Quel sapere di non sapere che è il fondamento del pensiero socratico – l’ignoranza intesa come consapevolezza di non possedere l’unica verità, di non avere una conoscenza definitiva e incontrovertibile – può diventare lo stimolo a mettersi continuamente in gioco, oltre che il movente fondamentale del desiderio di conoscere. E sempre Socrate ci invita a quella “libertà di pensiero”, a quell’anticonformismo che in opposizione alle convinzioni indiscusse e indiscutibili, rifugge il consenso obbligato e l’omologazione. Garanzia di verità per lui non era la condivisione tout court, ma il dialogo che porta alla reciproca persuasione. Un dialogo sempre aperto, pronto a essere rimesso sempre in discussione.

E anche la sua visione della politica e dell’educazione ci indica una strada: Socrate mirava sempre a verificare – e a smascherare – se sotto un certo modello o ideale educativo non vi fosse l’obiettivo di addormentare le coscienze critiche per perseguire interessi personali. Per lui la politica era la capacità di rendere migliori i cittadini, che esortava a occuparsi, più che delle cose della città, della città stessa. Lo stretto legame tra filosofia e politica si evidenzia come esigenza di anteporre sempre il bene della città e il rispetto delle leggi agli egoismi dei singoli.

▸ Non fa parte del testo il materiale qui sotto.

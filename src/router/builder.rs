use super::config::Config;
use super::error::BuildError;
use super::{Router, Rule};

use crate::query::{PatternError, Query};

/// Collects rules, then compiles them into a [`Router`].
#[derive(Debug, Clone)]
pub struct RouterBuilder<T> {
    config: Config,
    rules: Vec<Rule<T>>,
}

impl<T> Default for RouterBuilder<T> {
    fn default() -> Self {
        Self::new()
    }
}

impl<T> RouterBuilder<T> {
    pub fn new() -> Self {
        Self::with_config(Config::default())
    }

    pub fn with_config(config: Config) -> Self {
        Self {
            config,
            rules: Vec::new(),
        }
    }

    pub fn config(&self) -> &Config {
        &self.config
    }

    pub fn rules(&self) -> &[Rule<T>] {
        &self.rules
    }

    /// Registers `pattern`.
    ///
    /// # Panics
    /// Panics if `pattern` is malformed. See [`try_add`](Self::try_add).
    pub fn add(&mut self, pattern: &str, handler: T) -> &mut Self {
        if let Err(e) = self.try_add(pattern, handler) {
            panic!("{}", e);
        }
        self
    }

    pub fn try_add(&mut self, pattern: &str, handler: T) -> Result<&mut Self, PatternError> {
        let query = Query::parse(pattern, self.config.separator)?;
        Ok(self.add_query(query, handler))
    }

    /// Registers an already parsed query. Its separator may differ from the configured one.
    pub fn add_query(&mut self, query: Query, handler: T) -> &mut Self {
        self.rules.push(Rule { query, handler });
        self
    }

    /// # Panics
    /// Panics on the first malformed pattern.
    pub fn add_many<I, S>(&mut self, rules: I) -> &mut Self
    where
        I: IntoIterator<Item = (S, T)>,
        S: AsRef<str>,
    {
        for (pattern, handler) in rules {
            self.add(pattern.as_ref(), handler);
        }
        self
    }

    /// Stops at the first malformed pattern, keeping the rules added before it.
    pub fn try_add_many<I, S>(&mut self, rules: I) -> Result<&mut Self, PatternError>
    where
        I: IntoIterator<Item = (S, T)>,
        S: AsRef<str>,
    {
        for (pattern, handler) in rules {
            self.try_add(pattern.as_ref(), handler)?;
        }
        Ok(self)
    }

    /// Compiles the rule set. Either every rule is routable or nothing is built.
    pub fn build(self) -> Result<Router<T>, BuildError> {
        Router::compile(self.rules, &self.config)
    }
}

impl<T, S: AsRef<str>> Extend<(S, T)> for RouterBuilder<T> {
    fn extend<I: IntoIterator<Item = (S, T)>>(&mut self, iter: I) {
        self.add_many(iter);
    }
}
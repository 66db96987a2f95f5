/// A structural conflict in the rule set, found while compiling it.
#[derive(Debug, Clone, PartialEq, Eq, thiserror::Error)]
pub enum BuildError {
    #[error("duplicate rules found: {patterns:?}")]
    DuplicateRule { patterns: Vec<Box<str>> },

    #[error("sibling variables {names:?} can not be told apart, one of them would never match: {patterns:?}")]
    AmbiguousVariables {
        names: Vec<Box<str>>,
        patterns: Vec<Box<str>>,
    },

    #[error("sibling wildcards {names:?} can not be told apart, one of them would never match: {patterns:?}")]
    AmbiguousWildcards {
        names: Vec<Box<str>>,
        patterns: Vec<Box<str>>,
    },
}

impl BuildError {
    /// Every pattern involved in the conflict.
    pub fn patterns(&self) -> &[Box<str>] {
        match self {
            Self::DuplicateRule { patterns }
            | Self::AmbiguousVariables { patterns, .. }
            | Self::AmbiguousWildcards { patterns, .. } => patterns,
        }
    }
}
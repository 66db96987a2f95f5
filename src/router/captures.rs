use crate::slice::Slice;

use std::ops::Deref;
use std::str::FromStr;

use smallvec::SmallVec;

/// Captured variables in pattern order. Names borrow the router, values the input.
#[derive(Debug, Clone, PartialEq, Eq)]
pub struct Captures<'r, 'p> {
    buf: SmallVec<[(&'r str, Slice<'p>); 8]>,
}

impl<'r, 'p> Captures<'r, 'p> {
    pub fn get(&self, name: &str) -> Option<&'p str> {
        self.get_slice(name).map(|s| s.as_str())
    }

    pub fn get_slice(&self, name: &str) -> Option<Slice<'p>> {
        self.buf
            .iter()
            .find_map(|&(k, v)| if name == k { Some(v) } else { None })
    }

    pub fn parse<T: FromStr>(&self, name: &str) -> Option<Result<T, T::Err>> {
        self.get(name).map(T::from_str)
    }

    pub fn iter(&self) -> impl Iterator<Item = (&'r str, &'p str)> + '_ {
        self.buf.iter().map(|&(k, v)| (k, v.as_str()))
    }
}

impl<'r, 'p> Deref for Captures<'r, 'p> {
    type Target = [(&'r str, Slice<'p>)];
    fn deref(&self) -> &Self::Target {
        &*self.buf
    }
}

impl<'r, 'p> Captures<'r, 'p> {
    pub(super) fn new() -> Self {
        Self {
            buf: SmallVec::new(),
        }
    }

    #[inline]
    pub(super) fn push(&mut self, name: &'r str, value: Slice<'p>) {
        self.buf.push((name, value))
    }
}
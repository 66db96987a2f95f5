mod builder;
mod captures;
mod config;
mod core;
mod error;
mod imp;
mod observer;

pub use self::builder::RouterBuilder;
pub use self::captures::Captures;
pub use self::config::Config;
pub use self::error::BuildError;
pub use self::observer::{RouteEvent, RouteObserver, TraceEvents};

use crate::query::Query;
use crate::token::Token;

use std::collections::HashMap;

/// A compiled, read-only set of rules.
///
/// Built once by [`RouterBuilder::build`], then shared freely between readers.
#[derive(Debug)]
pub struct Router<T> {
    rules: Box<[Rule<T>]>,
    root: Box<[Node]>,
    quick_match: HashMap<Box<str>, usize>,
}

/// A registered pattern and its handler.
#[derive(Debug, Clone)]
pub struct Rule<T> {
    query: Query,
    handler: T,
}

/// An edge of the prefix tree. `terminal` is an index into `Router::rules`.
#[derive(Debug, Clone)]
struct Node {
    token: Token,
    children: Box<[Node]>,
    terminal: Option<usize>,
}

impl<T> Rule<T> {
    pub fn query(&self) -> &Query {
        &self.query
    }

    pub fn handler(&self) -> &T {
        &self.handler
    }
}

impl Node {
    fn count(&self) -> usize {
        1 + self.children.iter().map(Node::count).sum::<usize>()
    }
}
mod error;
mod parser;
mod validate;

pub use self::error::{PatternError, PatternErrorKind};

use crate::token::Token;

use std::fmt;
use std::hash::{Hash, Hasher};
use std::str::FromStr;

/// The separator used when none is configured.
pub const DEFAULT_SEPARATOR: char = '/';

/// A parsed pattern: the source text and its token sequence.
///
/// Two queries are equal iff their source patterns are equal.
#[derive(Debug, Clone)]
pub struct Query {
    pattern: Box<str>,
    tokens: Box<[Token]>,
}

impl Query {
    pub fn parse(pattern: &str, separator: char) -> Result<Self, PatternError> {
        match parser::parse(pattern, separator) {
            Ok(tokens) => Ok(Self {
                pattern: pattern.into(),
                tokens: tokens.into(),
            }),
            Err(kind) => Err(PatternError::new(pattern, kind)),
        }
    }

    #[inline]
    pub fn as_str(&self) -> &str {
        &self.pattern
    }

    #[inline]
    pub fn tokens(&self) -> &[Token] {
        &self.tokens
    }

    /// A constant query is a single literal and can be matched by string equality.
    pub fn is_constant(&self) -> bool {
        match &*self.tokens {
            [t] => t.is_literal(),
            _ => false,
        }
    }

    pub fn captures(&self) -> impl Iterator<Item = &str> + '_ {
        self.tokens.iter().filter_map(Token::name)
    }
}

impl PartialEq for Query {
    fn eq(&self, other: &Self) -> bool {
        self.pattern == other.pattern
    }
}

impl Eq for Query {}

impl Hash for Query {
    fn hash<H: Hasher>(&self, state: &mut H) {
        self.pattern.hash(state)
    }
}

impl FromStr for Query {
    type Err = PatternError;

    fn from_str(s: &str) -> Result<Self, Self::Err> {
        Self::parse(s, DEFAULT_SEPARATOR)
    }
}

impl fmt::Display for Query {
    fn fmt(&self, f: &mut fmt::Formatter<'_>) -> fmt::Result {
        f.write_str(&self.pattern)
    }
}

Oggi, anche noi potremmo accogliere questo ulteriore invito socratico: nella nostra vita quotidiana, affiancare la visione del nostro “privato” a quella del nostro “sociale”, cercando di trasmettere e condividere la nostra verità consapevoli che quel che diciamo e facciamo ha comunque un impatto politico che va oltre le quattro mura della nostra casa.